REQUIRED WORK →
Which of the lines below holds the string "BlockRegistry"? Copy every line that does.

DATA →
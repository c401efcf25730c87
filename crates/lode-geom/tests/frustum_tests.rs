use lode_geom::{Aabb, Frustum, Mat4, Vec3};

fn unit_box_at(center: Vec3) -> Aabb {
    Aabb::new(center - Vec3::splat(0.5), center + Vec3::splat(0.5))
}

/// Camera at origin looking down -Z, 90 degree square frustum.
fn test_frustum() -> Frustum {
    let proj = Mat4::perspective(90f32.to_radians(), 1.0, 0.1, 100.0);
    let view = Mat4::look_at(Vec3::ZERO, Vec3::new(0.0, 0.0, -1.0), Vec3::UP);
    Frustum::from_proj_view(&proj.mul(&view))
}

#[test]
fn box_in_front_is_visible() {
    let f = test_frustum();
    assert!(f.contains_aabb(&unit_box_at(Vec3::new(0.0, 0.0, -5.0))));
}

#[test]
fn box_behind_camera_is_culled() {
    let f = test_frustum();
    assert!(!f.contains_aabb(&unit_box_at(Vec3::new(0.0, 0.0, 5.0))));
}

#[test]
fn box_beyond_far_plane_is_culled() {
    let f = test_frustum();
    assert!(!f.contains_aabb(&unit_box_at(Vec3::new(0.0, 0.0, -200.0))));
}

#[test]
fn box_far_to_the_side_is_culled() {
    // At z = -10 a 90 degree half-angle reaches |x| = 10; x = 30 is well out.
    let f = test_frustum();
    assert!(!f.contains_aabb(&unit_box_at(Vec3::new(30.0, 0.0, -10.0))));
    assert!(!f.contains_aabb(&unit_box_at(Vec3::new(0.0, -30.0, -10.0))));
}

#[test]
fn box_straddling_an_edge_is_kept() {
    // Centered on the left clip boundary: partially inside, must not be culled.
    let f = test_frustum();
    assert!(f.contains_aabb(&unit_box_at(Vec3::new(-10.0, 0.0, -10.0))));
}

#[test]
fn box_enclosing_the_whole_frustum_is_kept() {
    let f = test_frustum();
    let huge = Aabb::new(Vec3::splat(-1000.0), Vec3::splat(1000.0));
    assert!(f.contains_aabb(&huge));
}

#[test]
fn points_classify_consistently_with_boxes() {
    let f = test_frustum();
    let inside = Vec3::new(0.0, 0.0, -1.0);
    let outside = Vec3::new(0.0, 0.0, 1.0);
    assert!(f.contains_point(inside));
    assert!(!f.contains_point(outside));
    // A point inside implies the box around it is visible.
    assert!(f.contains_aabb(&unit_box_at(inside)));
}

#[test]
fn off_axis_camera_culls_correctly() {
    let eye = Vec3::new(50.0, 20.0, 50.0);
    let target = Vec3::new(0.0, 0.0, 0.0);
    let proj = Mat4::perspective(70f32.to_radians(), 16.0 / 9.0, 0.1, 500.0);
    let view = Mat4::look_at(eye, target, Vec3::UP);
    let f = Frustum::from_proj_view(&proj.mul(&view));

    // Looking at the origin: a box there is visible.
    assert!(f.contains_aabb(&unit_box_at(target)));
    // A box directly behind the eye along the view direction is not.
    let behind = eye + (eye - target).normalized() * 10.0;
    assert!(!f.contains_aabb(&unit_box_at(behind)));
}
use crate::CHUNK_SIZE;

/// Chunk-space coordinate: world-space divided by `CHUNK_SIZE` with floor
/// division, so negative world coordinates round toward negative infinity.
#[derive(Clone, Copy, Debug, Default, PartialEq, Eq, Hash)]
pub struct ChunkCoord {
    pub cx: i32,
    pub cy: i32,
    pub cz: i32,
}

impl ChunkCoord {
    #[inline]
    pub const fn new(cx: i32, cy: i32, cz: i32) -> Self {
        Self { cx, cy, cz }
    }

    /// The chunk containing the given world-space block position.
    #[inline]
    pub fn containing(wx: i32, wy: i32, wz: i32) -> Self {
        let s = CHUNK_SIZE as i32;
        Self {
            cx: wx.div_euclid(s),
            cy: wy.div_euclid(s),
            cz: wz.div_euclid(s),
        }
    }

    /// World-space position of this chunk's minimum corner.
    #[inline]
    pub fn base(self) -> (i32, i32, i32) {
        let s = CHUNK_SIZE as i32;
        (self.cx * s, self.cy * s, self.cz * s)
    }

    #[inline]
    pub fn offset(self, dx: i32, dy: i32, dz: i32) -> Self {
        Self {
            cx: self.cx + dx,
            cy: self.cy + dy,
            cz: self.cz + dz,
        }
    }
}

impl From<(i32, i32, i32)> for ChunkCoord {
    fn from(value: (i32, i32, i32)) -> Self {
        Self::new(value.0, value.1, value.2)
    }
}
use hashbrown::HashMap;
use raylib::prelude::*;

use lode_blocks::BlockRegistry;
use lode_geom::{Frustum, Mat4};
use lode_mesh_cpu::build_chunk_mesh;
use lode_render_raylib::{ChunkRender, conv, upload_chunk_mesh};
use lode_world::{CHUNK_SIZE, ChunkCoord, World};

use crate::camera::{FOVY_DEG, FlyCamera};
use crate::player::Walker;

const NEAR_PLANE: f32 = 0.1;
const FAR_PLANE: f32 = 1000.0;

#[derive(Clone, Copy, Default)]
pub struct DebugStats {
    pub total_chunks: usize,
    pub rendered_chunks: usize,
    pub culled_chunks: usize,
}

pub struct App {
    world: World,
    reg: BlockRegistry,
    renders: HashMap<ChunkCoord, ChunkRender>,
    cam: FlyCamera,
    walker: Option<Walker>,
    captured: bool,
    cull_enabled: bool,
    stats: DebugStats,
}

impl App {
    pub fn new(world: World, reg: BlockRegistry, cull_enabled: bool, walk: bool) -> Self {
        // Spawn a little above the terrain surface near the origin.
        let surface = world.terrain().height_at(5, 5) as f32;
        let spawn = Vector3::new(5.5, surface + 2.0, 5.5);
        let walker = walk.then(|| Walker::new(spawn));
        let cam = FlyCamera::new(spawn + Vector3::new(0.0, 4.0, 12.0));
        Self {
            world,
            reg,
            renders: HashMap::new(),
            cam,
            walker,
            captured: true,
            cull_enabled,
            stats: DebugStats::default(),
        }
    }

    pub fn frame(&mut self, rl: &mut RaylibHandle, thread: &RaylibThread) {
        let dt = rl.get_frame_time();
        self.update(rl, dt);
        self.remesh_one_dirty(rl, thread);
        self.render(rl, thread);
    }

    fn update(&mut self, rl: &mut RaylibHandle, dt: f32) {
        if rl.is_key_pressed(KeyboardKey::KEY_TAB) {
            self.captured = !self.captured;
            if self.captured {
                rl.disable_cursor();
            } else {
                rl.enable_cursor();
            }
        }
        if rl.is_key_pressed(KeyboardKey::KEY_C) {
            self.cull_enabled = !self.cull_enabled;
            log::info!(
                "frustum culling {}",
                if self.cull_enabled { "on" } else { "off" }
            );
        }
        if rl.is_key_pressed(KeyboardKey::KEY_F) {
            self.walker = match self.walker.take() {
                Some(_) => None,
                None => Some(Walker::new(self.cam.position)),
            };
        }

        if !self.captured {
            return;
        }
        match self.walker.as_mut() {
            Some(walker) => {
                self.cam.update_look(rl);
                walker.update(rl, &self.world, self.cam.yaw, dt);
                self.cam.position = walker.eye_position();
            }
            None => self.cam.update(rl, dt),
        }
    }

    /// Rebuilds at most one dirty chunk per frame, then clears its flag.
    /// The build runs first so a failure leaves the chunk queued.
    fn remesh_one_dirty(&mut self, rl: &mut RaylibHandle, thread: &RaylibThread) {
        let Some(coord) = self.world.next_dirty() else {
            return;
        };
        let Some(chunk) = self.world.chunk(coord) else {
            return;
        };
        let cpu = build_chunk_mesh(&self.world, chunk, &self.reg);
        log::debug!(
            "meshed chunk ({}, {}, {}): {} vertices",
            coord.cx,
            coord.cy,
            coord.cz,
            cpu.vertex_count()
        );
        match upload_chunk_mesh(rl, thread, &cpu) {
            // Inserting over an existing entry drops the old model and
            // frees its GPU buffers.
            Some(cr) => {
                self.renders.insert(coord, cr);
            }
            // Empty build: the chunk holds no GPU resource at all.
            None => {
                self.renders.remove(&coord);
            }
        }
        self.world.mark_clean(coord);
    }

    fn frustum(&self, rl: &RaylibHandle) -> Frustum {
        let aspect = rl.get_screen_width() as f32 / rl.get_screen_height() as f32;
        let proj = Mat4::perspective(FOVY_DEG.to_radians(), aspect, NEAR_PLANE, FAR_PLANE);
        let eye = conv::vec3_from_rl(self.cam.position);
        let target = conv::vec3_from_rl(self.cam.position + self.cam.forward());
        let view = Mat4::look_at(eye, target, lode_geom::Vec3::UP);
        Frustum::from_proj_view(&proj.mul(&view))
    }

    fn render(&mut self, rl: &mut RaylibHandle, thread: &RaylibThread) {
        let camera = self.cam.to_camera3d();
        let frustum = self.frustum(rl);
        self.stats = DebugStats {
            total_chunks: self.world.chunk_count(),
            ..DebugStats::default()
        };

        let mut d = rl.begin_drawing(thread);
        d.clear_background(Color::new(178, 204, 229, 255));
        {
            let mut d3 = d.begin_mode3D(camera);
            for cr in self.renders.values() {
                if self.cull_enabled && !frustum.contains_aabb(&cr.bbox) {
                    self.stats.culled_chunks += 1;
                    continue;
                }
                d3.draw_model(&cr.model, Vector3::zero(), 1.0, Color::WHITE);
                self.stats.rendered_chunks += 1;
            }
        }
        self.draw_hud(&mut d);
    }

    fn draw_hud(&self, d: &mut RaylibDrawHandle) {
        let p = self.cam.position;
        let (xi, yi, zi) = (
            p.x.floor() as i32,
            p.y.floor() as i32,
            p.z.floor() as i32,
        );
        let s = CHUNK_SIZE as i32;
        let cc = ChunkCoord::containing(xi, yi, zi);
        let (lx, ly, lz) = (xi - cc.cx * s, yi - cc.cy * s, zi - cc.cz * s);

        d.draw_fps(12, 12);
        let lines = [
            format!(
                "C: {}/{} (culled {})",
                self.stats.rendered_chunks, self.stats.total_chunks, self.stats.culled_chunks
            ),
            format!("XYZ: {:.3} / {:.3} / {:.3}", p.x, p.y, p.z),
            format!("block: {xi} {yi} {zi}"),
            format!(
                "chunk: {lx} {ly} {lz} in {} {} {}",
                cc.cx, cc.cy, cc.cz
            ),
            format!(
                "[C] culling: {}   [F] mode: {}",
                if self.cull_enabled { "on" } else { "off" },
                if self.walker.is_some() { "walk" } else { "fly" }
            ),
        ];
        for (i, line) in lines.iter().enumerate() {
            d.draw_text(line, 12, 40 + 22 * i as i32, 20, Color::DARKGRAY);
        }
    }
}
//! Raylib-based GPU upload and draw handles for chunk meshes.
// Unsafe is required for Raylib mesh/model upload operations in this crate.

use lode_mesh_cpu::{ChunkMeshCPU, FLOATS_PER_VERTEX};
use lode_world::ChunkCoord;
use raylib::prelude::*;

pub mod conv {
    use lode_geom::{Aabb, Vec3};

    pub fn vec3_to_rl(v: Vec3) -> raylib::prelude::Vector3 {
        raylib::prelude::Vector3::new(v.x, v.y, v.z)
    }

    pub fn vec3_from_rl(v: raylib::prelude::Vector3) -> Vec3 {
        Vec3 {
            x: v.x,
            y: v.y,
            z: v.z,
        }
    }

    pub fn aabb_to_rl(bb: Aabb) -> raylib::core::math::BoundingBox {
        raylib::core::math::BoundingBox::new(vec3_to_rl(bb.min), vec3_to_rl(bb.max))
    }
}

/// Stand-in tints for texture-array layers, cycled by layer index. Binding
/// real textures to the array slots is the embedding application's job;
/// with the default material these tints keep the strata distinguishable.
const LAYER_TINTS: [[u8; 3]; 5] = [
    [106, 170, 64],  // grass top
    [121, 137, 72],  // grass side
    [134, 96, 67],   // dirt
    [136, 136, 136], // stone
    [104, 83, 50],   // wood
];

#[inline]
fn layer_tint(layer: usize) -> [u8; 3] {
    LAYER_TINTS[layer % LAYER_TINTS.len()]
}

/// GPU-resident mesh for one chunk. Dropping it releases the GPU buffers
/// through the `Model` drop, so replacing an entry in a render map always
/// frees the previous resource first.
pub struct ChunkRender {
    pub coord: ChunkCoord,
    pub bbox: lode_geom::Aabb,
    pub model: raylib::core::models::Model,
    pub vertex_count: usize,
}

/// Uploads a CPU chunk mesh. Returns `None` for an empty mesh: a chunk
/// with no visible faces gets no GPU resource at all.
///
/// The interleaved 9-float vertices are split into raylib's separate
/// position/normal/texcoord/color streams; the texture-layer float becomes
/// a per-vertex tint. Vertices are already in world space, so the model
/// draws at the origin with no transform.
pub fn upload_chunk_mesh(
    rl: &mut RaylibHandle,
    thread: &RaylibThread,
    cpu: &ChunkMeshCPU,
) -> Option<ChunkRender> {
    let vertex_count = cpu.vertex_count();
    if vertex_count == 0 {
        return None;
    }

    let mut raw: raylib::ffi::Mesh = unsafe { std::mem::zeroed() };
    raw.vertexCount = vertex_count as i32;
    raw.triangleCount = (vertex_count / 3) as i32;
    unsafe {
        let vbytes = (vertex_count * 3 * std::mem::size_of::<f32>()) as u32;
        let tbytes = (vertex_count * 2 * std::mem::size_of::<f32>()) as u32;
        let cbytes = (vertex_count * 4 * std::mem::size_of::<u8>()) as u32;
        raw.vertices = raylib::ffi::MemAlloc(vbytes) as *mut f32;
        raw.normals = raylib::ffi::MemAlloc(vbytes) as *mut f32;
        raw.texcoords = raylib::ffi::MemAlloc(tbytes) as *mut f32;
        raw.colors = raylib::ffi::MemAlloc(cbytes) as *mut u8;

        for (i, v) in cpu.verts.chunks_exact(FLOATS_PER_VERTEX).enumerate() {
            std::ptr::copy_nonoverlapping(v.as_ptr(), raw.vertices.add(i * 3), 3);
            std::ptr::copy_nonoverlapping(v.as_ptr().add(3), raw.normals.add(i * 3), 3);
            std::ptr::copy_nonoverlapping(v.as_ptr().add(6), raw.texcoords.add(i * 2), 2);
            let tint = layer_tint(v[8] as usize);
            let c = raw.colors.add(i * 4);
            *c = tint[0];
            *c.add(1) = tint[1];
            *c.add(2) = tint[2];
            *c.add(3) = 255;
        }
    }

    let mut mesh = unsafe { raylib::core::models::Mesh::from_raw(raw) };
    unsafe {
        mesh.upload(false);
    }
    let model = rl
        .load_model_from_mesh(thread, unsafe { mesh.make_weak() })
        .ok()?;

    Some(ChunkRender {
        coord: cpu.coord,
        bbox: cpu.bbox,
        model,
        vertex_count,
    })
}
--
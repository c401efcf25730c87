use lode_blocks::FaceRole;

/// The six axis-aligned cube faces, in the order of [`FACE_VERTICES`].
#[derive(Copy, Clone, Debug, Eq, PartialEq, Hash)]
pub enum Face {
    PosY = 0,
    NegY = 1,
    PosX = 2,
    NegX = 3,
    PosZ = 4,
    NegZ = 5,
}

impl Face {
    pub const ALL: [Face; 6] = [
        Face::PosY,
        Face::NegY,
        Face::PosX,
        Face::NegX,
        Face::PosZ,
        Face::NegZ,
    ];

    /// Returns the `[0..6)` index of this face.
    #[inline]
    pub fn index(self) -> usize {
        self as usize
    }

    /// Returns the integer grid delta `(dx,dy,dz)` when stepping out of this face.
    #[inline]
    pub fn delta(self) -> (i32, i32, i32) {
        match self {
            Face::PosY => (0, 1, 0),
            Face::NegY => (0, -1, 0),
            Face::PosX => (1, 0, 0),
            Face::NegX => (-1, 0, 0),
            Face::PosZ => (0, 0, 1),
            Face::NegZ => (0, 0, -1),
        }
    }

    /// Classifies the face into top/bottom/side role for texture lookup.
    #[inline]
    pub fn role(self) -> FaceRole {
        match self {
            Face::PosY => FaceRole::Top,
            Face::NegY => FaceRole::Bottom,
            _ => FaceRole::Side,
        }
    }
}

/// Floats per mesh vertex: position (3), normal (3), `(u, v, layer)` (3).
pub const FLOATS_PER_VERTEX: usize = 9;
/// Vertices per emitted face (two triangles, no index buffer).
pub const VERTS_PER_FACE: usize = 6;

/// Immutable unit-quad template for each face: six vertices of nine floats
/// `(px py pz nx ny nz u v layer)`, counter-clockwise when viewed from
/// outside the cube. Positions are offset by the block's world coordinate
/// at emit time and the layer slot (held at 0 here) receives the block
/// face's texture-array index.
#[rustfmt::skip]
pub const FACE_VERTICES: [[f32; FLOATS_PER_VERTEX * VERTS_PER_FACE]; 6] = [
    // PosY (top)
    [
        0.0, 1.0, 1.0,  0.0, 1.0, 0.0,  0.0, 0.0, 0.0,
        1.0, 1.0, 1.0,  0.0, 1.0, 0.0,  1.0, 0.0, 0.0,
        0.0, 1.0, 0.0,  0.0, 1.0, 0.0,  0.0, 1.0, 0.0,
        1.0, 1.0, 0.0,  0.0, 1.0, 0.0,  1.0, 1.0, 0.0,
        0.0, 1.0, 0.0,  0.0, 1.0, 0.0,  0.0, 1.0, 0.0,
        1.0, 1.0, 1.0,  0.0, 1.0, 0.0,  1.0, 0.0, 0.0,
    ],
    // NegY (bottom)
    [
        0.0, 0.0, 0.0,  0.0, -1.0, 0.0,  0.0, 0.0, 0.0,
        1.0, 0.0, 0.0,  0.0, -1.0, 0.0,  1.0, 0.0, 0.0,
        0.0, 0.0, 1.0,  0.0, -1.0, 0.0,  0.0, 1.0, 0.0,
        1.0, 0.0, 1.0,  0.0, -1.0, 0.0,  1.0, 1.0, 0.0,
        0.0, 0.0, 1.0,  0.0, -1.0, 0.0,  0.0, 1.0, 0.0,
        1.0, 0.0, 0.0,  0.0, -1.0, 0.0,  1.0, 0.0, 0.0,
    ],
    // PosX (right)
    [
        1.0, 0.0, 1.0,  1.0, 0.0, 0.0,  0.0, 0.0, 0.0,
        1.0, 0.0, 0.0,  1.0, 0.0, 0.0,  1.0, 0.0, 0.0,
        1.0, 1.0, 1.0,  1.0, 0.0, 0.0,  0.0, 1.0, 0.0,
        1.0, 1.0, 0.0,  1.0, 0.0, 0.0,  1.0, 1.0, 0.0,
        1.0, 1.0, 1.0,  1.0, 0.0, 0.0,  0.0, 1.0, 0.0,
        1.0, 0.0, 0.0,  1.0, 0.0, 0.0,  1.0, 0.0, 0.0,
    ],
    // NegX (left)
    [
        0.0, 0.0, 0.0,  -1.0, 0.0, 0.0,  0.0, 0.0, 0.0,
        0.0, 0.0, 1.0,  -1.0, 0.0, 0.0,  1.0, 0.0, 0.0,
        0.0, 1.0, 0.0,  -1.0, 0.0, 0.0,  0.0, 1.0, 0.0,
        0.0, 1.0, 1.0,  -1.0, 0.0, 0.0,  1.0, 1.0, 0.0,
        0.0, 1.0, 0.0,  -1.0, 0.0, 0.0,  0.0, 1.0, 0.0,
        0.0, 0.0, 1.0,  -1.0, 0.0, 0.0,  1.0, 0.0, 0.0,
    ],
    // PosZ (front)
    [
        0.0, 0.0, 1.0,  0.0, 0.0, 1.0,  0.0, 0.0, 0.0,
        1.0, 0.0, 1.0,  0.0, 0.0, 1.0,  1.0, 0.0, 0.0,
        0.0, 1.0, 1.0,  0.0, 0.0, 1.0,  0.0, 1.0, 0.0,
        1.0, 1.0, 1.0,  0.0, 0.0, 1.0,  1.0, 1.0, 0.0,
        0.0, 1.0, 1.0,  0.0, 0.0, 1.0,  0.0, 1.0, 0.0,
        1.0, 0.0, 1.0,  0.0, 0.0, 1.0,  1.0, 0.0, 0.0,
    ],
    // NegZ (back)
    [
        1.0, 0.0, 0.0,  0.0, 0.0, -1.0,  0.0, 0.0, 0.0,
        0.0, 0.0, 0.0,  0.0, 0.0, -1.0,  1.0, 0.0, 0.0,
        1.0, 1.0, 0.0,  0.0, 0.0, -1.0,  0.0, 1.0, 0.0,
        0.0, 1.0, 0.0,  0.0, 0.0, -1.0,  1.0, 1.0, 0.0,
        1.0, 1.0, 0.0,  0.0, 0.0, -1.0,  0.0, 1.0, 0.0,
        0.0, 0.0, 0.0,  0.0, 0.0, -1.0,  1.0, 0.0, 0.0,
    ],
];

SOLUTION TO THE EXERCISE →
use lode_blocks::BlockRegistry;
    reg: BlockRegistry,
    pub fn new(world: World, reg: BlockRegistry, cull_enabled: bool, walk: bool) -> Self {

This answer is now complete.